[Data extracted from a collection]
______________________________

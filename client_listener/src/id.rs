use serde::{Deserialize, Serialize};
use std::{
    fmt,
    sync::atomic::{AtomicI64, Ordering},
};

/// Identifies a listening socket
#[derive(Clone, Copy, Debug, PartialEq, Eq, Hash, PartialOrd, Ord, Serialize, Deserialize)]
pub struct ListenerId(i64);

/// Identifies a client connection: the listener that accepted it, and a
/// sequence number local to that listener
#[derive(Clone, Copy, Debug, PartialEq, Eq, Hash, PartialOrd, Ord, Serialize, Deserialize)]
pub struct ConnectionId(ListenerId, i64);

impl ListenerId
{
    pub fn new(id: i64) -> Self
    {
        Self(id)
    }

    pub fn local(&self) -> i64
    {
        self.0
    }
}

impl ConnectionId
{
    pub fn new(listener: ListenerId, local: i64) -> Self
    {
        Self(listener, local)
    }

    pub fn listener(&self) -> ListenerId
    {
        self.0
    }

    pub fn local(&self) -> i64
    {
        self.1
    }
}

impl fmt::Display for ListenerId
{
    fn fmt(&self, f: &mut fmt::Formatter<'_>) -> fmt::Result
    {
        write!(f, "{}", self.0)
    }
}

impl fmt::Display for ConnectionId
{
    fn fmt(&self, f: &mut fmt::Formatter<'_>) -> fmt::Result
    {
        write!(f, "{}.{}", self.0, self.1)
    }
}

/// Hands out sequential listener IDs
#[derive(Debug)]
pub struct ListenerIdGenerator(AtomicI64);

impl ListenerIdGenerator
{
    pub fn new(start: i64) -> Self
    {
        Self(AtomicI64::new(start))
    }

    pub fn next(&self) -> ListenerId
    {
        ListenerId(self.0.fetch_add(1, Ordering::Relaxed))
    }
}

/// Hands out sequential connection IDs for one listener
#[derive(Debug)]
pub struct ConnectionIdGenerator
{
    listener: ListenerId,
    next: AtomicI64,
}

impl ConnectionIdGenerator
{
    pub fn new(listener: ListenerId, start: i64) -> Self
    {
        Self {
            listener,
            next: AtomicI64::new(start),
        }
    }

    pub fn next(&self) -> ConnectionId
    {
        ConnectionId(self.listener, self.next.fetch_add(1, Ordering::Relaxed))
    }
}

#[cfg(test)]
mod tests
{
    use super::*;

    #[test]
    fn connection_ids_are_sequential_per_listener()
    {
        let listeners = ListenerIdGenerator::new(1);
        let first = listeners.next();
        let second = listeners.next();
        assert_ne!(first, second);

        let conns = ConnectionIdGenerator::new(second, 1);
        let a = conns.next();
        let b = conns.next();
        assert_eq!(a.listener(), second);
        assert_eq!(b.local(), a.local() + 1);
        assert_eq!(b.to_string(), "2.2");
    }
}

______________________________

= Exercise instructions =
The answer must be every line from the records above that contains the word "Identifies", copied in full.

= Output for this task =
/// Identifies a listening socket
/// Identifies a client connection: the listener that accepted it, and a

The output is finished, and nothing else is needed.